_ABOUT THIS EXERCISE_
When you find the word "slot" in a line of the entries, please copy the whole line.

_RAW DATA_
═══
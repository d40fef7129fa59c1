//! Run state reducer
//!
//! RunState is the consumer side of the stream parser: it folds events into
//! what a chat view shows for one agent run (the assistant message text,
//! tool-call indicators, the reasoning panel, and the final status).

mod reasoning;
mod tools;

pub use reasoning::ReasoningStep;
pub use tools::{ToolCallState, ToolCallStatus};

use serde_json::Value;
use tracing::debug;

use crate::stream::{EventKind, FinishStatus, ParseError, StreamEvent, StreamItem};

/// Notice appended when the stream stopped mid-object.
pub const INCOMPLETE_NOTICE: &str = "The response was interrupted and may be incomplete.";

/// Lifecycle status of a run.
#[derive(Debug, Clone, PartialEq, Eq, Default)]
pub enum RunStatus {
    /// No events yet
    #[default]
    Pending,
    /// Run started, events flowing
    Running,
    /// Run finished successfully
    Completed,
    /// Service reported an error
    Failed { message: String },
    /// Run was cancelled
    Cancelled,
}

impl RunStatus {
    pub fn is_finished(&self) -> bool {
        matches!(
            self,
            RunStatus::Completed | RunStatus::Failed { .. } | RunStatus::Cancelled
        )
    }
}

/// Everything a chat view needs about one run.
#[derive(Debug, Clone, Default)]
pub struct RunState {
    pub run_id: Option<String>,
    pub session_id: Option<String>,
    pub agent_id: Option<String>,
    /// Assistant message text so far
    pub content: String,
    /// Tool calls in the order they started
    pub tool_calls: Vec<ToolCallState>,
    /// Reasoning steps in arrival order
    pub reasoning_steps: Vec<ReasoningStep>,
    /// Reasoning panel is open (between ReasoningStarted and ReasoningCompleted)
    pub reasoning_active: bool,
    pub status: RunStatus,
    /// Inline notices for the user (malformed data, interrupted stream)
    pub notices: Vec<String>,
    /// The stream ended inside an object
    pub incomplete: bool,
    /// Content deltas seen so far
    deltas: usize,
    /// Events applied so far
    events_applied: usize,
}

impl RunState {
    pub fn new() -> Self {
        Self::default()
    }

    /// Number of events applied.
    pub fn events_applied(&self) -> usize {
        self.events_applied
    }

    /// Apply either an event or a parse diagnostic.
    pub fn apply_item(&mut self, item: &StreamItem) {
        match item {
            Ok(event) => self.apply(event),
            Err(err) => self.apply_parse_error(err),
        }
    }

    /// Fold one event into the state.
    pub fn apply(&mut self, event: &StreamEvent) {
        self.events_applied += 1;
        self.capture_ids(event);

        match event.kind() {
            EventKind::RunStarted => {
                self.status = RunStatus::Running;
            }
            EventKind::RunResponseContent => {
                self.mark_running();
                if let Some(delta) = &event.content {
                    self.content.push_str(delta);
                    self.deltas += 1;
                }
                self.merge_extra_reasoning(event);
            }
            EventKind::RunCompleted => {
                // Completion carries the full text; only use it if no deltas came
                if self.deltas == 0 {
                    if let Some(full) = &event.content {
                        self.content = full.clone();
                    }
                }
                self.merge_extra_reasoning(event);
                self.reasoning_active = false;
                self.status = RunStatus::Completed;
            }
            EventKind::RunError => {
                let message = event
                    .content
                    .clone()
                    .or_else(|| event.str_field("error").map(str::to_string))
                    .unwrap_or_else(|| "The agent run failed.".to_string());
                self.status = RunStatus::Failed { message };
            }
            EventKind::RunCancelled => {
                self.status = RunStatus::Cancelled;
            }
            EventKind::ToolCallStarted => {
                self.mark_running();
                for tool in tools_in(event) {
                    self.upsert_tool(tool, false);
                }
            }
            EventKind::ToolCallCompleted => {
                for tool in tools_in(event) {
                    self.upsert_tool(tool, true);
                }
            }
            EventKind::ReasoningStarted => {
                self.mark_running();
                self.reasoning_active = true;
            }
            EventKind::ReasoningStep => {
                self.reasoning_active = true;
                let step = event
                    .field("content")
                    .or_else(|| event.field("reasoning_step"))
                    .and_then(ReasoningStep::from_value)
                    .or_else(|| event.content.as_deref().map(ReasoningStep::from_text));
                if let Some(step) = step {
                    self.push_step(step);
                }
            }
            EventKind::ReasoningCompleted => {
                if let Some(steps) = event.field("content") {
                    for step in ReasoningStep::list_from_value(steps) {
                        self.push_step(step);
                    }
                }
                self.merge_extra_reasoning(event);
                self.reasoning_active = false;
            }
            EventKind::UpdatingMemory => {}
            EventKind::Other(name) => {
                debug!(event = %name, "ignoring unhandled event kind");
            }
        }
    }

    /// Record a malformed span as an inline notice.
    pub fn apply_parse_error(&mut self, err: &ParseError) {
        self.notices
            .push(format!("Skipped an unreadable part of the response ({}).", err.kind));
    }

    /// Record how the stream ended.
    pub fn apply_finish(&mut self, status: &FinishStatus) {
        if let FinishStatus::Truncated { .. } = status {
            self.mark_incomplete();
        }
    }

    /// Flag the response as interrupted, keeping what was received.
    pub fn mark_incomplete(&mut self) {
        if !self.incomplete {
            self.incomplete = true;
            self.notices.push(INCOMPLETE_NOTICE.to_string());
        }
    }

    /// Tool calls not yet completed.
    pub fn active_tools(&self) -> impl Iterator<Item = &ToolCallState> {
        self.tool_calls.iter().filter(|t| t.is_in_progress())
    }

    /// Look up a tool call by id.
    pub fn tool(&self, tool_call_id: &str) -> Option<&ToolCallState> {
        self.tool_calls.iter().find(|t| t.tool_call_id == tool_call_id)
    }

    pub fn is_finished(&self) -> bool {
        self.status.is_finished()
    }

    fn mark_running(&mut self) {
        if self.status == RunStatus::Pending {
            self.status = RunStatus::Running;
        }
    }

    fn capture_ids(&mut self, event: &StreamEvent) {
        if self.run_id.is_none() {
            self.run_id = event.run_id().map(str::to_string);
        }
        if self.session_id.is_none() {
            self.session_id = event.session_id().map(str::to_string);
        }
        if self.agent_id.is_none() {
            self.agent_id = event.str_field("agent_id").map(str::to_string);
        }
    }

    fn upsert_tool(&mut self, incoming: ToolCallState, completed: bool) {
        let index = match self
            .tool_calls
            .iter()
            .position(|t| t.tool_call_id == incoming.tool_call_id)
        {
            Some(index) => index,
            None => {
                self.tool_calls.push(incoming.clone());
                self.tool_calls.len() - 1
            }
        };

        let slot = &mut self.tool_calls[index];
        if slot.args.is_none() {
            slot.args = incoming.args.clone();
        }

        if completed {
            match incoming.error {
                Some(error) => slot.fail(error),
                None => slot.complete(incoming.result),
            }
        }
    }

    fn push_step(&mut self, step: ReasoningStep) {
        match self.reasoning_steps.iter_mut().find(|s| s.same_step(&step)) {
            Some(existing) => *existing = step,
            None => self.reasoning_steps.push(step),
        }
    }

    fn merge_extra_reasoning(&mut self, event: &StreamEvent) {
        let steps = event
            .field("extra_data")
            .and_then(|extra| extra.get("reasoning_steps"))
            .map(ReasoningStep::list_from_value)
            .unwrap_or_default();
        for step in steps {
            self.push_step(step);
        }
    }
}

/// Tool objects carried by a tool event, as `tool` or `tools`.
fn tools_in(event: &StreamEvent) -> Vec<ToolCallState> {
    let mut out = Vec::new();
    if let Some(tool) = event.field("tool") {
        out.extend(ToolCallState::from_value(tool));
    }
    if let Some(Value::Array(tools)) = event.field("tools") {
        out.extend(tools.iter().filter_map(ToolCallState::from_value));
    }
    out
}
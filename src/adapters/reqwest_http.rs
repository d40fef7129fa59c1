//! Reqwest-based HTTP client adapter.

use async_trait::async_trait;
use futures_util::StreamExt;
use std::time::Duration;

use crate::traits::{ByteStream, Headers, HttpClient, HttpError, Response};

/// HTTP client implementation using reqwest.
#[derive(Debug, Clone)]
pub struct ReqwestHttpClient {
    client: reqwest::Client,
}

impl ReqwestHttpClient {
    /// Create a new ReqwestHttpClient with default settings.
    pub fn new() -> Self {
        Self {
            client: reqwest::Client::new(),
        }
    }

    /// Create a client that gives up connecting after `connect_timeout`.
    ///
    /// No overall request timeout is set: a run stream stays open for as
    /// long as the agent keeps working.
    pub fn with_connect_timeout(connect_timeout: Duration) -> Result<Self, HttpError> {
        let client = reqwest::Client::builder()
            .connect_timeout(connect_timeout)
            .build()
            .map_err(|e| HttpError::Other(e.to_string()))?;
        Ok(Self { client })
    }

    /// Create a new ReqwestHttpClient with a custom reqwest::Client.
    pub fn with_client(client: reqwest::Client) -> Self {
        Self { client }
    }

    /// Get a reference to the underlying reqwest::Client.
    pub fn inner(&self) -> &reqwest::Client {
        &self.client
    }

    /// Convert reqwest error to HttpError.
    fn convert_error(err: reqwest::Error) -> HttpError {
        if err.is_timeout() {
            HttpError::Timeout(err.to_string())
        } else if err.is_connect() {
            HttpError::ConnectionFailed(err.to_string())
        } else if err.is_builder() {
            HttpError::InvalidUrl(err.to_string())
        } else {
            HttpError::Other(err.to_string())
        }
    }

    /// Convert reqwest headers to our Headers type.
    fn convert_headers(headers: &reqwest::header::HeaderMap) -> Headers {
        headers
            .iter()
            .filter_map(|(name, value)| {
                value
                    .to_str()
                    .ok()
                    .map(|v| (name.to_string(), v.to_string()))
            })
            .collect()
    }

    /// Apply headers to a request builder.
    fn apply_headers(
        builder: reqwest::RequestBuilder,
        headers: &Headers,
    ) -> reqwest::RequestBuilder {
        headers
            .iter()
            .fold(builder, |builder, (key, value)| builder.header(key, value))
    }

    async fn into_response(response: reqwest::Response) -> Result<Response, HttpError> {
        let status = response.status().as_u16();
        let headers = Self::convert_headers(response.headers());
        let body = response.bytes().await.map_err(Self::convert_error)?;
        Ok(Response::with_headers(status, headers, body))
    }
}

impl Default for ReqwestHttpClient {
    fn default() -> Self {
        Self::new()
    }
}

#[async_trait]
impl HttpClient for ReqwestHttpClient {
    async fn get(&self, url: &str, headers: &Headers) -> Result<Response, HttpError> {
        let builder = Self::apply_headers(self.client.get(url), headers);
        let response = builder.send().await.map_err(Self::convert_error)?;
        Self::into_response(response).await
    }

    async fn post(&self, url: &str, body: &str, headers: &Headers) -> Result<Response, HttpError> {
        let builder = Self::apply_headers(self.client.post(url).body(body.to_string()), headers);
        let response = builder.send().await.map_err(Self::convert_error)?;
        Self::into_response(response).await
    }

    async fn post_stream(
        &self,
        url: &str,
        body: &str,
        headers: &Headers,
    ) -> Result<ByteStream, HttpError> {
        let builder = Self::apply_headers(self.client.post(url).body(body.to_string()), headers);
        let response = builder.send().await.map_err(Self::convert_error)?;

        if !response.status().is_success() {
            let status = response.status().as_u16();
            let message = response
                .text()
                .await
                .unwrap_or_else(|_| "Unknown error".to_string());
            return Err(HttpError::ServerError { status, message });
        }

        let stream = response.bytes_stream().map(|result| {
            result.map_err(|e| {
                if e.is_timeout() {
                    HttpError::Timeout(e.to_string())
                } else {
                    HttpError::Io(e.to_string())
                }
            })
        });

        Ok(Box::pin(stream))
    }
}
═══
_WRITTEN SOLUTION_
        let slot = &mut self.tool_calls[index];
        if slot.args.is_none() {
            slot.args = incoming.args.clone();
                Some(error) => slot.fail(error),
                None => slot.complete(incoming.result),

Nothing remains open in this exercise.